Charles Dodgson puts it very well, and I can't resist quoting him at length:
“Let's start with the strange case of Curt Hébert, the first Chair of the Federal Energy Regulatory Commission under Bush, who resigned under pressure, and was replaced by a good old boy from Texas. The GAO was asked to look into whether Lay had exercised improper influence. Their intriguing report says that:
• Hébert wanted Lay's political support.
• That support was contingent on Hébert changing his policy stands to be more favorable, in specific ways, to Lay and Enron.
• This was understood on both sides of the conversation.
...but that none of this was improper because Lay's political support was not an "intangible ... thing of value" (it was only Hébert's job, after all), and because no one had uttered the magic words "quid pro quo". It's for logic like this that I named this blog for the works of Lewis Carroll.
Or consider the remarkable memo uncovered by the SF Chronicle, which was passed from Lay to Cheney at a private meeting. Almost all of its "advice" instantly became administration policy.
That meeting itself was more than passing strange --- it featured extensive discussions about the then-current California energy crisis at a time when California's elected officials, Governor and Senators alike, were repeatedly denied meetings on the subject. And not only that, Lay was the only corporate executive Cheney met with one-on-one. (But Lay denies knowing that he had any special role. Quelle surprise).

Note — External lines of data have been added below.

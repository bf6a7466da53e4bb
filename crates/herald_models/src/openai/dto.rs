//! OpenAI wire types.

use derive_getters::Getters;
use serde::{Deserialize, Serialize};

/// A chat message.
#[derive(Debug, Clone, PartialEq, Serialize, Deserialize, Getters)]
pub struct OpenAIChatMessage {
    /// "system", "user" or "assistant"
    role: String,
    /// Message text; null for tool-only replies
    #[serde(default)]
    content: Option<String>,
}

impl OpenAIChatMessage {
    /// Create a message with the given role.
    pub fn new(role: impl Into<String>, content: impl Into<String>) -> Self {
        Self {
            role: role.into(),
            content: Some(content.into()),
        }
    }
}

/// Request body for `POST /v1/chat/completions`.
#[derive(Debug, Clone, PartialEq, Serialize, Getters, derive_builder::Builder)]
#[builder(setter(into))]
pub struct OpenAIChatRequest {
    /// Model identifier
    model: String,
    /// Conversation
    messages: Vec<OpenAIChatMessage>,
    /// Sampling temperature
    temperature: f32,
}

impl OpenAIChatRequest {
    /// Create a builder.
    pub fn builder() -> OpenAIChatRequestBuilder {
        OpenAIChatRequestBuilder::default()
    }
}

/// One completion choice.
#[derive(Debug, Clone, PartialEq, Deserialize, Getters)]
pub struct OpenAIChoice {
    /// Generated message
    message: OpenAIChatMessage,
}

/// Response body from `POST /v1/chat/completions`.
#[derive(Debug, Clone, PartialEq, Deserialize, Getters)]
pub struct OpenAIChatResponse {
    /// Completion id
    #[serde(default)]
    id: String,
    /// Choices, first one used
    #[serde(default)]
    choices: Vec<OpenAIChoice>,
}

impl OpenAIChatResponse {
    /// Text of the first choice, if any.
    pub fn first_text(&self) -> Option<&str> {
        self.choices
            .first()
            .and_then(|choice| choice.message.content.as_deref())
    }
}
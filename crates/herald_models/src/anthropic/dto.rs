//! Anthropic wire types.

use derive_getters::Getters;
use serde::{Deserialize, Serialize};

/// A chat message in an Anthropic request.
#[derive(Debug, Clone, PartialEq, Serialize, Deserialize, Getters)]
pub struct AnthropicMessage {
    /// "user" or "assistant"
    role: String,
    /// Plain text content
    content: String,
}

impl AnthropicMessage {
    /// A user message.
    pub fn user(content: impl Into<String>) -> Self {
        Self {
            role: "user".to_string(),
            content: content.into(),
        }
    }
}

/// Request body for `POST /v1/messages`.
#[derive(Debug, Clone, PartialEq, Serialize, Getters, derive_builder::Builder)]
#[builder(setter(into))]
pub struct AnthropicRequest {
    /// Model identifier
    model: String,
    /// Completion token cap
    max_tokens: u32,
    /// Conversation
    messages: Vec<AnthropicMessage>,
}

impl AnthropicRequest {
    /// Create a builder.
    pub fn builder() -> AnthropicRequestBuilder {
        AnthropicRequestBuilder::default()
    }
}

/// A content block in an Anthropic response.
#[derive(Debug, Clone, PartialEq, Deserialize)]
#[serde(tag = "type", rename_all = "snake_case")]
pub enum AnthropicContentBlock {
    /// Text output
    Text {
        /// Generated text
        text: String,
    },
    /// Any block type Herald does not consume
    #[serde(other)]
    Other,
}

/// Response body from `POST /v1/messages`.
#[derive(Debug, Clone, PartialEq, Deserialize, Getters)]
pub struct AnthropicResponse {
    /// Message id
    id: String,
    /// Content blocks
    #[serde(default)]
    content: Vec<AnthropicContentBlock>,
}

impl AnthropicResponse {
    /// Concatenated text of all text blocks.
    pub fn text(&self) -> String {
        self.content
            .iter()
            .filter_map(|block| match block {
                AnthropicContentBlock::Text { text } => Some(text.as_str()),
                AnthropicContentBlock::Other => None,
            })
            .collect::<Vec<_>>()
            .join("")
    }
}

But, the administration's defenders argue, Enron didn't get its way in everything --- Enron supported the Kyoto protocol, for instance, which the administration opposed, thus proving its independant judgment. In other words, Cheney went against Enron when its peripheral concerns butted up hard against the vital interests of the coal and oil industries, thus demonstrating for all that he is not a spineless tool of the energy industries. Or so the argument goes. I'm underwhelmed.
But Enron wasn't just throwing money at Bush --- they were throwing money at anyone who would take it, goes another line. True --- as I've noted elsewhere, the notoriously flawed California deregulation plan was shaped by Enron-channeling Democrats. But, quoth the Washington Post, they were fairly careful about getting value for money; their system for monitoring the influence market featured high tech and elaborate models comparable to anything they used to run their dealings in, say, natural gas. And if their contributions to Republicans, and Bush in particular, were disproportionate, we might reasonably refer that the "influence peddlotron", as Joshua Marshall has memorably dubbed it, was telling them that that's where they could get value for money."

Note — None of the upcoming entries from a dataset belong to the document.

//! Post cycle orchestration for Herald.
//!
//! This crate holds the orchestration engine: everything between "a trigger
//! fired" and "the outcome is on disk".
//!
//! # Architecture
//!
//! - **ContentPlanStore**: loads ideas, branding and settings from JSON
//! - **HistoryLedger**: append-only post history with atomic writes
//! - **IdeaSelector**: sequential or random idea rotation
//! - **PlatformDispatcher**: routes content to publishers and isolates failures
//! - **CycleOrchestrator**: runs a post cycle under a single-slot guard
//! - **HistoryStats**: aggregates the ledger for reporting
//!
//! # Example
//!
//! ```no_run
//! use herald_actor::{CycleOrchestrator, CycleOutcome};
//!
//! # async fn example(orchestrator: CycleOrchestrator) -> herald_error::HeraldResult<()> {
//! match orchestrator.run_cycle().await? {
//!     CycleOutcome::Completed(report) => println!("processed {}", report.processed()),
//!     CycleOutcome::AlreadyRunning => println!("skipped, cycle in progress"),
//! }
//! # Ok(())
//! # }
//! ```

#![warn(missing_docs)]
#![forbid(unsafe_code)]

mod dispatcher;
mod ledger;
mod orchestrator;
mod plan_store;
mod selector;
mod stats;
mod verification;

pub use dispatcher::PlatformDispatcher;
pub use ledger::HistoryLedger;
pub use orchestrator::{
    CycleOrchestrator, CycleOutcome, CycleReport, OrchestratorSettings,
    OrchestratorSettingsBuilder,
};
pub use plan_store::ContentPlanStore;
pub use selector::IdeaSelector;
pub use stats::{HistoryStats, PlatformStats, describe_entry};
pub use verification::VerificationSummary;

Here's more cases where government policy was changed to benefit Enron,
from the New Republic:
“Lawrence Summers, the previous Treasury secretary, sought to crack down on tax shelters but was stymied by congressional Republicans. His successor Paul O'Neill has renounced even the modest steps to discourage tax havens proposed by the Organization for Economic Co-operation and Development.
The previous chairman of the Securities and Exchange Commission, Arthur Levitt, tried to ban accounting firms from soliciting other business from their audit clients. But the accounting lobby beat back his efforts. And the lobbyist who represented the accounting firms, Harvey Pitt, was appointed last year by President Bush to serve as the chairman of the very commission he helped to defang.
No law required Enron to disclose its derivatives' investments on its balance sheets at all. Some regulators found this alarming--in 1997 Brooksley Born, head of the Commodity Futures Trading Commission, proposed more stringent disclosure requirements for derivatives. But financial interests, including Enron, vigorously resisted. At one point, according to The Wall Street Journal, House Banking Committee Chairman Jim Leach scolded Born for two hours for her pro-reform leanings.”
Let's not forget that until
last week, Bush was pushing for the Republican stimulus package that would write a check for a quarter of a billion tax dollars straight to Enron. The guys at Enron weren't stupid. They made an investment in politics that paid off, big time.